==== ENTRIES SHOWN

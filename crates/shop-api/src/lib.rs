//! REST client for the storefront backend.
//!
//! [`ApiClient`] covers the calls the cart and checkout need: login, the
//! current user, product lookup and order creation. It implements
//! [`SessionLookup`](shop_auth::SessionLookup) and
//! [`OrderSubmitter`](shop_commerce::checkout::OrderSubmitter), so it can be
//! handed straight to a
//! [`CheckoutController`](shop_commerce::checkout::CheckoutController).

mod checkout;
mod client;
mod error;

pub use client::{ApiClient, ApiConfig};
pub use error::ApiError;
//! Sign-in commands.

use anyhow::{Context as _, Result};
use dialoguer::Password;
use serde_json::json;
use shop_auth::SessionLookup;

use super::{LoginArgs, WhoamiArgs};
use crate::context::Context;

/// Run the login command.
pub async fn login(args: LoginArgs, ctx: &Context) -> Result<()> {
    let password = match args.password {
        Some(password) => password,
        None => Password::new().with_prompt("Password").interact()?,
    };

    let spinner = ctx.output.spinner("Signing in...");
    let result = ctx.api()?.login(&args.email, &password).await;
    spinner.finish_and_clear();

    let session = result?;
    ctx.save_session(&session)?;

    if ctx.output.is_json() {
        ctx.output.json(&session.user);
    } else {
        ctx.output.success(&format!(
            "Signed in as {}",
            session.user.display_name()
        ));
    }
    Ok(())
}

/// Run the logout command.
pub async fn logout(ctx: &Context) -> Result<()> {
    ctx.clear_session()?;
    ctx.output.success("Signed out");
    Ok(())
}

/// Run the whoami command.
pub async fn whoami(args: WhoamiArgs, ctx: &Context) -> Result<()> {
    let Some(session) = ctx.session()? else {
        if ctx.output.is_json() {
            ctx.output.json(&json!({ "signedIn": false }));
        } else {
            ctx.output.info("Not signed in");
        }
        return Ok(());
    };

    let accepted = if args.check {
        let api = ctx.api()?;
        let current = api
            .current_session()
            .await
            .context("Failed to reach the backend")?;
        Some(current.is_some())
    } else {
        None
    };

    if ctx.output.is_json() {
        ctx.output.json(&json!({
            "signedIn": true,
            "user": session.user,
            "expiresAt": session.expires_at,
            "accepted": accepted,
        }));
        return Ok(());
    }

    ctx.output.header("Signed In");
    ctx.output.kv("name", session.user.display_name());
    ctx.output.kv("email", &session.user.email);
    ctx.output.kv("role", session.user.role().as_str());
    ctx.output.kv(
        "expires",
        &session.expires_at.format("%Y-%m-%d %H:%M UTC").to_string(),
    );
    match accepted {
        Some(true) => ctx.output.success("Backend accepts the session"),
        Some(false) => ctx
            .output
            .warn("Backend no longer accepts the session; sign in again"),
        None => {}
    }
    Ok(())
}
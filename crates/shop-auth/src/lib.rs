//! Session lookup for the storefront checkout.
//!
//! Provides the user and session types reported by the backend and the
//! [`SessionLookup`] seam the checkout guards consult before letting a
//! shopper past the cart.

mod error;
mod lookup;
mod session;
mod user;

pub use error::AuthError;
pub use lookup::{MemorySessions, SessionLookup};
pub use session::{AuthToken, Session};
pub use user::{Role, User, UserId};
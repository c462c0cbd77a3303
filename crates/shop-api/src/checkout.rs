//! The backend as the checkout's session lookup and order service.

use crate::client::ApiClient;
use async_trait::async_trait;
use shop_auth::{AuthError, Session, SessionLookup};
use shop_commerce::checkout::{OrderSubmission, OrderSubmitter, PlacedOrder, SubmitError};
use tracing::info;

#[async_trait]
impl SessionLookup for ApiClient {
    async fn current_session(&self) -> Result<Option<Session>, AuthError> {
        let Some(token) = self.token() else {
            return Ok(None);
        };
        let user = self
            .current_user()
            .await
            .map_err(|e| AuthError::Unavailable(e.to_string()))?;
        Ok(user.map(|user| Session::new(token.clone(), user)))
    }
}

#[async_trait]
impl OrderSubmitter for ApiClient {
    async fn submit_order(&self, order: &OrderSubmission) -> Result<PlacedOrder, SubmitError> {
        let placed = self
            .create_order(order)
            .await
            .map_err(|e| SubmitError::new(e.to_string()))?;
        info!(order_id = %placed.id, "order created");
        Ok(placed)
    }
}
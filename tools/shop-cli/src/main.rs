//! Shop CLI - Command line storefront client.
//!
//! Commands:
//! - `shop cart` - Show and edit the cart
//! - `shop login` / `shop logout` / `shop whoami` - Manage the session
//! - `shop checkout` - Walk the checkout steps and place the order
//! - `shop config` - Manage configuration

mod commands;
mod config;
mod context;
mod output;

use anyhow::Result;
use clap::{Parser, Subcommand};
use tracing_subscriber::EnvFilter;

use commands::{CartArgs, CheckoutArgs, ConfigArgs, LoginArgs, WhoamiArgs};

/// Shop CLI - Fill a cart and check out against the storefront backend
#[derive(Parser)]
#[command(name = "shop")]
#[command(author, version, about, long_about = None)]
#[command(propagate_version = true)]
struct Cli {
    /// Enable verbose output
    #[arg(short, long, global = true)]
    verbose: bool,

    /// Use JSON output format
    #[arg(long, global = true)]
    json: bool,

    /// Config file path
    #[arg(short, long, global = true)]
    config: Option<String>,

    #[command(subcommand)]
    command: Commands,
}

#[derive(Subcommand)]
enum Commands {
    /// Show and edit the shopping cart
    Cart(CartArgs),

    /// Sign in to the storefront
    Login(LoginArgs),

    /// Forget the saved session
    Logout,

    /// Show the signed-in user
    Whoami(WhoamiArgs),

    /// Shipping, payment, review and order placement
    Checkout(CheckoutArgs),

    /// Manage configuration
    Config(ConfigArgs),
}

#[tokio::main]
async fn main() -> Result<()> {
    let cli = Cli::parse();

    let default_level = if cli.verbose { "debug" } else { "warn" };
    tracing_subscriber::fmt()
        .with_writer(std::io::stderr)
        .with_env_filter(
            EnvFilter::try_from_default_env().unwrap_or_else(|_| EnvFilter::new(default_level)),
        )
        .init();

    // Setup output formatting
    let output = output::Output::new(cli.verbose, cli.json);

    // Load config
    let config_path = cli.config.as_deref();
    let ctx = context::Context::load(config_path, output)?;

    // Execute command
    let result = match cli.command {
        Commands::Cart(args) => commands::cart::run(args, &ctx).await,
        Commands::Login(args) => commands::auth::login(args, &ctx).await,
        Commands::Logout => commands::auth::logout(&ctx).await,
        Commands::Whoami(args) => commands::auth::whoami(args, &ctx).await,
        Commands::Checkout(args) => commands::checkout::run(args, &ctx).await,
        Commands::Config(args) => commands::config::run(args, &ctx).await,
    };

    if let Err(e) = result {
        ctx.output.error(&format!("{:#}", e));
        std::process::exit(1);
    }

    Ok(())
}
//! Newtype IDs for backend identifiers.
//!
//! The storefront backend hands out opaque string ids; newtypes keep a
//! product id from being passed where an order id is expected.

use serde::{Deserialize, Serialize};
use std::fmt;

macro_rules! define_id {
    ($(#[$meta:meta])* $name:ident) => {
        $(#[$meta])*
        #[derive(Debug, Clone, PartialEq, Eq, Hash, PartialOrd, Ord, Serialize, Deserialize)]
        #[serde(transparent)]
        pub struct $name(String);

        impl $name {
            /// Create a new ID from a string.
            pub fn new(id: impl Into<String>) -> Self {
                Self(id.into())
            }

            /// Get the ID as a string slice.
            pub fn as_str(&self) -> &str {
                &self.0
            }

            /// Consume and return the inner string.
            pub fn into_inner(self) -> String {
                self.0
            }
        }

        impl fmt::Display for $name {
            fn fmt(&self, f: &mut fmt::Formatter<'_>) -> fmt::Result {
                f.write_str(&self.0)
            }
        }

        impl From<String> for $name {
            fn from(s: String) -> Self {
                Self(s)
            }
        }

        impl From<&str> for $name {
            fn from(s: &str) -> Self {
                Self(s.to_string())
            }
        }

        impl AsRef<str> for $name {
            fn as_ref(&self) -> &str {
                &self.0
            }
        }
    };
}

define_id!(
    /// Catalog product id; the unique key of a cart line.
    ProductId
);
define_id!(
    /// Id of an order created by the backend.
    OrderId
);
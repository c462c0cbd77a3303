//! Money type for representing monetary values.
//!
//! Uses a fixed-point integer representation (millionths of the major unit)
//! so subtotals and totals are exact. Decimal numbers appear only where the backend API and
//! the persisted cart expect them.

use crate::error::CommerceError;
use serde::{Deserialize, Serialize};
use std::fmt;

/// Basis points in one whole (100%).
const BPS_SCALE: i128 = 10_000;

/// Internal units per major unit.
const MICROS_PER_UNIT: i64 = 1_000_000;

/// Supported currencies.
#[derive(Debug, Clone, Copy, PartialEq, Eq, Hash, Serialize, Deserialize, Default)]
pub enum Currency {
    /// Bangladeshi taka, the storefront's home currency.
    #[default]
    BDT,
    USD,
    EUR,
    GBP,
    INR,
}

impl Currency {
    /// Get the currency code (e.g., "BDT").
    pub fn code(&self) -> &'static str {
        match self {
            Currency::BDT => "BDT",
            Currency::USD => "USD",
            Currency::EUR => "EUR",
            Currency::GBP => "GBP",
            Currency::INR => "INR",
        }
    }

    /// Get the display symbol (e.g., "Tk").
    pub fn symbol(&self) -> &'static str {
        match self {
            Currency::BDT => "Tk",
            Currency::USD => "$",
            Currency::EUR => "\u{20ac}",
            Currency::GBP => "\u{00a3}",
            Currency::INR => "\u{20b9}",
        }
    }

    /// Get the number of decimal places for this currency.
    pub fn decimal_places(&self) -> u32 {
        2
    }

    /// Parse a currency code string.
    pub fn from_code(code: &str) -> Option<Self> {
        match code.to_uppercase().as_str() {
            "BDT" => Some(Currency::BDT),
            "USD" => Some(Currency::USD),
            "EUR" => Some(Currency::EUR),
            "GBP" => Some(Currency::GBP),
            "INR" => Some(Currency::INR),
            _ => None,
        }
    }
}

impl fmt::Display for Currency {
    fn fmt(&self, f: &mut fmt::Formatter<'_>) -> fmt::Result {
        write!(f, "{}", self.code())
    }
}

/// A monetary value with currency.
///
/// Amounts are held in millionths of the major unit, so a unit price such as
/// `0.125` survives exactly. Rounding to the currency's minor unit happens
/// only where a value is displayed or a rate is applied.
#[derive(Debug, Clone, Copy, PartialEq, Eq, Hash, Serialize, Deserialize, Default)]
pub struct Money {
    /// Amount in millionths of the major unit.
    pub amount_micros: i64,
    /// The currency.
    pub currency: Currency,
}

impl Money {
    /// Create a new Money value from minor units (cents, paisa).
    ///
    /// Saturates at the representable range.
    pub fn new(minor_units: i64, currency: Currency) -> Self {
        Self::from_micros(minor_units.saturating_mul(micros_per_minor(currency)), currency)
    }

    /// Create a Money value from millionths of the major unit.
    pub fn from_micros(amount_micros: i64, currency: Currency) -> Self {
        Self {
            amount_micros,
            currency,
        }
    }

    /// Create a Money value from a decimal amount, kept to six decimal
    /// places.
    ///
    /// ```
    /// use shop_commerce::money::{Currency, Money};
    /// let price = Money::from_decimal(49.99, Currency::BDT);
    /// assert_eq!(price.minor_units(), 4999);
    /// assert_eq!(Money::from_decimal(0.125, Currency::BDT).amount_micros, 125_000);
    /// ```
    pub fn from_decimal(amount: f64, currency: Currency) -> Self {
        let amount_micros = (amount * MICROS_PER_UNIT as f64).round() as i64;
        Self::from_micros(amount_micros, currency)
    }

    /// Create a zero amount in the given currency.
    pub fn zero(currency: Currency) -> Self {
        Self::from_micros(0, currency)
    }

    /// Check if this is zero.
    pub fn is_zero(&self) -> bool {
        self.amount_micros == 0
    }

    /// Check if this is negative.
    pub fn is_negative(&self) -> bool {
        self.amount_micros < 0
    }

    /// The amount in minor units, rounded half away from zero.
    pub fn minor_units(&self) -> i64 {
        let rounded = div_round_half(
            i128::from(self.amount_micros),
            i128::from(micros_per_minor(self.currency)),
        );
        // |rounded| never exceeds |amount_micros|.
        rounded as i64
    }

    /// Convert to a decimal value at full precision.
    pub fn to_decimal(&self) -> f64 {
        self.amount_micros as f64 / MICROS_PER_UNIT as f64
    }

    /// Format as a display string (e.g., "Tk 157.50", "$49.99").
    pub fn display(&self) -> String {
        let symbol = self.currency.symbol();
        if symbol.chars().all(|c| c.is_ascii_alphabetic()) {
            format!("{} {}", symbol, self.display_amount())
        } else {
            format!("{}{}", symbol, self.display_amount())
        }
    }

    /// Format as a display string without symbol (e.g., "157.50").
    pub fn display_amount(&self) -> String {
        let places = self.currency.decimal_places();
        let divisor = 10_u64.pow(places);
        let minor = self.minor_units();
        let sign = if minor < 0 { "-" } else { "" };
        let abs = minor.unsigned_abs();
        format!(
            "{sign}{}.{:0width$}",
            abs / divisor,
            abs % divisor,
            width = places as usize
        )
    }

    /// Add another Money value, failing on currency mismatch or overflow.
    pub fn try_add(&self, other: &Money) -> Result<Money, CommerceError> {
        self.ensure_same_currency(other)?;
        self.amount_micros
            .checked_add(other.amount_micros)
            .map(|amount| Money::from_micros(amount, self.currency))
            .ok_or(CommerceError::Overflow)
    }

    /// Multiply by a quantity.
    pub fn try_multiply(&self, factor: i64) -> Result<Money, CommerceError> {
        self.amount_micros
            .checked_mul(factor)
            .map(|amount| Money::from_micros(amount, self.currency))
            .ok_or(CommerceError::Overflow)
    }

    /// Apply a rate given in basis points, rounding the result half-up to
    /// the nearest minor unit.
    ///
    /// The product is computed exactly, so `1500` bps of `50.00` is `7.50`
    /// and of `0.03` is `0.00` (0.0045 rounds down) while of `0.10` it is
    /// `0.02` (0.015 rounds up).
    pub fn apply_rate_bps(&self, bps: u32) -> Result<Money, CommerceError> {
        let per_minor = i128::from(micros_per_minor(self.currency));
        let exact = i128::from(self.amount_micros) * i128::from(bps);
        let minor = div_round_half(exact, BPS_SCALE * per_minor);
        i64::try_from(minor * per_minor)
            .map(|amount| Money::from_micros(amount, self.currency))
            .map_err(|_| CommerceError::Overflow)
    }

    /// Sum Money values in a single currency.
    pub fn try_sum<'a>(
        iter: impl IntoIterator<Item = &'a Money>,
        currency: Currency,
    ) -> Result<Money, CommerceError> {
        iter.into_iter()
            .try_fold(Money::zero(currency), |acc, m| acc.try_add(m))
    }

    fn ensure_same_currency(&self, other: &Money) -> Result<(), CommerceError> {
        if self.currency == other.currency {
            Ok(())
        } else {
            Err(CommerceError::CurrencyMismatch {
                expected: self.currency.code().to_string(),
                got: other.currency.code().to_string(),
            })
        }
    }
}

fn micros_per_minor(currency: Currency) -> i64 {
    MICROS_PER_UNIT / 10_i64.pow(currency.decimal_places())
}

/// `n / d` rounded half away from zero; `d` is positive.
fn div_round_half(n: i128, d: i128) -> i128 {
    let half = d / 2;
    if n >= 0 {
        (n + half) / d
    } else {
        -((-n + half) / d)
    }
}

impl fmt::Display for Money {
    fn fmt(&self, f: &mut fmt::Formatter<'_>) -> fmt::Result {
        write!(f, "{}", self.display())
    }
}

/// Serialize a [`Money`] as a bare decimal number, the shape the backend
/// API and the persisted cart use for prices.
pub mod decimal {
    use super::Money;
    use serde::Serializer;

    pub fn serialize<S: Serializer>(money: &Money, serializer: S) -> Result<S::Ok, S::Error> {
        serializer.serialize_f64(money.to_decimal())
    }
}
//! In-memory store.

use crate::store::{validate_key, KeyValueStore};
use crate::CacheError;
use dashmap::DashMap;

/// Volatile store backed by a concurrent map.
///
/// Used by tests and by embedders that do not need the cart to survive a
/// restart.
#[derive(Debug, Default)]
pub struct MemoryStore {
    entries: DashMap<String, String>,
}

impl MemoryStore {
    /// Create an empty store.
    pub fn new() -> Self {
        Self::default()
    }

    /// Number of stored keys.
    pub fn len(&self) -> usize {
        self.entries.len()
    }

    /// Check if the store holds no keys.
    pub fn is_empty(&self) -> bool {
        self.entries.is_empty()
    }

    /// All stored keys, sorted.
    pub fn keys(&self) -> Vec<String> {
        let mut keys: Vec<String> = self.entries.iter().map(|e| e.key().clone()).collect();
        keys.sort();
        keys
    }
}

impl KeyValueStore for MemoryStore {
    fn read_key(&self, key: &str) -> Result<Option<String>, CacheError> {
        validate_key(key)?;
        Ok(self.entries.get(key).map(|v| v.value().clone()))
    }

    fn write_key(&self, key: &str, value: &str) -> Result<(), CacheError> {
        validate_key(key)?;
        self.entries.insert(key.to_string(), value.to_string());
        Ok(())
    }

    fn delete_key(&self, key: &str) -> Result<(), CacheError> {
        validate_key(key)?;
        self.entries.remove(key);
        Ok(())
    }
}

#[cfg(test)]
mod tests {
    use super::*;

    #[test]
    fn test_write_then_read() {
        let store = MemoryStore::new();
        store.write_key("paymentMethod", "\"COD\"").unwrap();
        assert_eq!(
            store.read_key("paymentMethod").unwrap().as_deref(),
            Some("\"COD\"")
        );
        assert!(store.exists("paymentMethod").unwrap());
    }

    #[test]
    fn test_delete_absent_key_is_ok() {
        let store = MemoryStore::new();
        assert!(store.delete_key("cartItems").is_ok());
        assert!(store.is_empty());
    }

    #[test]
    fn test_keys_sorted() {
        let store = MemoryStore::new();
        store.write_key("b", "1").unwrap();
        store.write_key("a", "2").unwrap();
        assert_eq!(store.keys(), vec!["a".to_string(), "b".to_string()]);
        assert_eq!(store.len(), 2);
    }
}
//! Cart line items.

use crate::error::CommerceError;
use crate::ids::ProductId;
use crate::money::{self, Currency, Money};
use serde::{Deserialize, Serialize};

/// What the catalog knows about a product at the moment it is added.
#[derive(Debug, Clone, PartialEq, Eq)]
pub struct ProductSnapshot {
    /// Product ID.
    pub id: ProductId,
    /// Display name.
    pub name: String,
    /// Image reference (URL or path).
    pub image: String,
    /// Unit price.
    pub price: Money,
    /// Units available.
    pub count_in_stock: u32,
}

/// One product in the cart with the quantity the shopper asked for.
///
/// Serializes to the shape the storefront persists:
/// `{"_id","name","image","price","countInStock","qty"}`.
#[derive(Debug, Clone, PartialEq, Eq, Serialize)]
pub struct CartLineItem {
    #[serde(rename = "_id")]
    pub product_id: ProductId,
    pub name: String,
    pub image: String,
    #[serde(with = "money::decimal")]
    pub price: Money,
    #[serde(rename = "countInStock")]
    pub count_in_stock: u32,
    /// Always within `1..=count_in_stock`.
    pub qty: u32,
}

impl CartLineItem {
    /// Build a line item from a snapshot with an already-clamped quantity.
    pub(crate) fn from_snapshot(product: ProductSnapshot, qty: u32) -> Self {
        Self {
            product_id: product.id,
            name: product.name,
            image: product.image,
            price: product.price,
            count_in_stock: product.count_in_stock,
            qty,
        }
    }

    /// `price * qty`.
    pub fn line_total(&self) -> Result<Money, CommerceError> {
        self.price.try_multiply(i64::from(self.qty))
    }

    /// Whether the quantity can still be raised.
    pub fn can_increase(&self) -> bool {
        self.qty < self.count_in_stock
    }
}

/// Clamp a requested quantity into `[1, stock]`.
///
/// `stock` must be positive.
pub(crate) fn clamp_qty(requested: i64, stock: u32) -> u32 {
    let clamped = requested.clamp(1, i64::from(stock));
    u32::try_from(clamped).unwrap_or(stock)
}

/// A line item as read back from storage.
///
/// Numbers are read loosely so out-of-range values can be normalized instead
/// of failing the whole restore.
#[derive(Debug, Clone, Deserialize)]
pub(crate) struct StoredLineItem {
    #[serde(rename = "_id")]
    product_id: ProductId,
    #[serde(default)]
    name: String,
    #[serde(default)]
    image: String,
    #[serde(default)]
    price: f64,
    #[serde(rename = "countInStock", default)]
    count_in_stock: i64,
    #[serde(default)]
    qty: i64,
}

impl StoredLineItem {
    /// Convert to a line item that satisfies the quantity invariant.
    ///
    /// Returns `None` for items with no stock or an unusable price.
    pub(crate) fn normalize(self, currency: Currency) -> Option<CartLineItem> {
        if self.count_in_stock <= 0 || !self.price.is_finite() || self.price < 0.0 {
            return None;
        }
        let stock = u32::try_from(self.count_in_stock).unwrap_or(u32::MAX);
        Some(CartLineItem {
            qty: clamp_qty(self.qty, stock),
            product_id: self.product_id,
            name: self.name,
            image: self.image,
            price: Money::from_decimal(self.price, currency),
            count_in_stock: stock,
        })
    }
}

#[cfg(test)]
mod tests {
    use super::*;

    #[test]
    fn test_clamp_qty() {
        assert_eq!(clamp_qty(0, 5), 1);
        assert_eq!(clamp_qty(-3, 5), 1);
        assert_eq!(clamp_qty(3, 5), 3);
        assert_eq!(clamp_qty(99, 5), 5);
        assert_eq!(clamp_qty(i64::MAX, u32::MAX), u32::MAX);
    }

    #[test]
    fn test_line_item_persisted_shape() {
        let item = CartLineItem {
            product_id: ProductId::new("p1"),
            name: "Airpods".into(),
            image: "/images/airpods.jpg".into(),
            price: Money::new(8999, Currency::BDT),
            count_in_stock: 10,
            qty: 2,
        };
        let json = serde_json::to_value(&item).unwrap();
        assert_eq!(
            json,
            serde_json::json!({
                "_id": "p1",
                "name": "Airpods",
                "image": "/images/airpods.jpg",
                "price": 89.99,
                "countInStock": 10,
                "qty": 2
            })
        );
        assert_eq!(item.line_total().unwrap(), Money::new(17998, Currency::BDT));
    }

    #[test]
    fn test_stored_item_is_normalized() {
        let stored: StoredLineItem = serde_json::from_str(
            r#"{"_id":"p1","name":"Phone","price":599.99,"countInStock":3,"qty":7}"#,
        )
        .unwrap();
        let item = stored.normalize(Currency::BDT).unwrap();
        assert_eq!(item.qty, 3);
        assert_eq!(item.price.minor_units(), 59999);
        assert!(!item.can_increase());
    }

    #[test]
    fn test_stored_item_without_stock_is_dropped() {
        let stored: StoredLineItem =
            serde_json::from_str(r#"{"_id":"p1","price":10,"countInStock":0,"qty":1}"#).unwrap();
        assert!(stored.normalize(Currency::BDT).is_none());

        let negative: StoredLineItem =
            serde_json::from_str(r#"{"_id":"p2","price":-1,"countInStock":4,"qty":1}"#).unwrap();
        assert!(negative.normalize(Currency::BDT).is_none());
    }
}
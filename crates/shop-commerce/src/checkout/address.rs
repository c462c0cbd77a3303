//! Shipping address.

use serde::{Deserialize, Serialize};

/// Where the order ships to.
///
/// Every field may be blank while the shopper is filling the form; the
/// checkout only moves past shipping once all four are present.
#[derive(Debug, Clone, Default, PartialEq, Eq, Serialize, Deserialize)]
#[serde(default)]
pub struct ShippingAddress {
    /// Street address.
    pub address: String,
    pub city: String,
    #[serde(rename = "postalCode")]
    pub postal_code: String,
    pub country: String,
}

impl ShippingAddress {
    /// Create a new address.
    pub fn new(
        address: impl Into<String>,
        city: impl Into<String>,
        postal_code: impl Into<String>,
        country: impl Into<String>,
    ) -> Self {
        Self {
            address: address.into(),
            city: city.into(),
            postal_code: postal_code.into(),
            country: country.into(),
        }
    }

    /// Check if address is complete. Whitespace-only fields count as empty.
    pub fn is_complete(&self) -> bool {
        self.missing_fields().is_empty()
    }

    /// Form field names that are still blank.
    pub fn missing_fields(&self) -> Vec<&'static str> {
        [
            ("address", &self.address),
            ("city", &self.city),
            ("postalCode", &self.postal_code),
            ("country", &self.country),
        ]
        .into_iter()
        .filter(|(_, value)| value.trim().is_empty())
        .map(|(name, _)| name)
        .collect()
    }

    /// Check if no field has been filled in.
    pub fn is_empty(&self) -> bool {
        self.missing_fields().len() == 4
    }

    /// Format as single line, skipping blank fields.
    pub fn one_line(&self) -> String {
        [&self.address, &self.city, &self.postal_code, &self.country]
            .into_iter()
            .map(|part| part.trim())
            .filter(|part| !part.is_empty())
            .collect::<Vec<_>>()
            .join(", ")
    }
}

========

Copy, from the material above, each line in which the string "positive" occurs.

/// `n / d` rounded half away from zero; `d` is positive.
/// `stock` must be positive.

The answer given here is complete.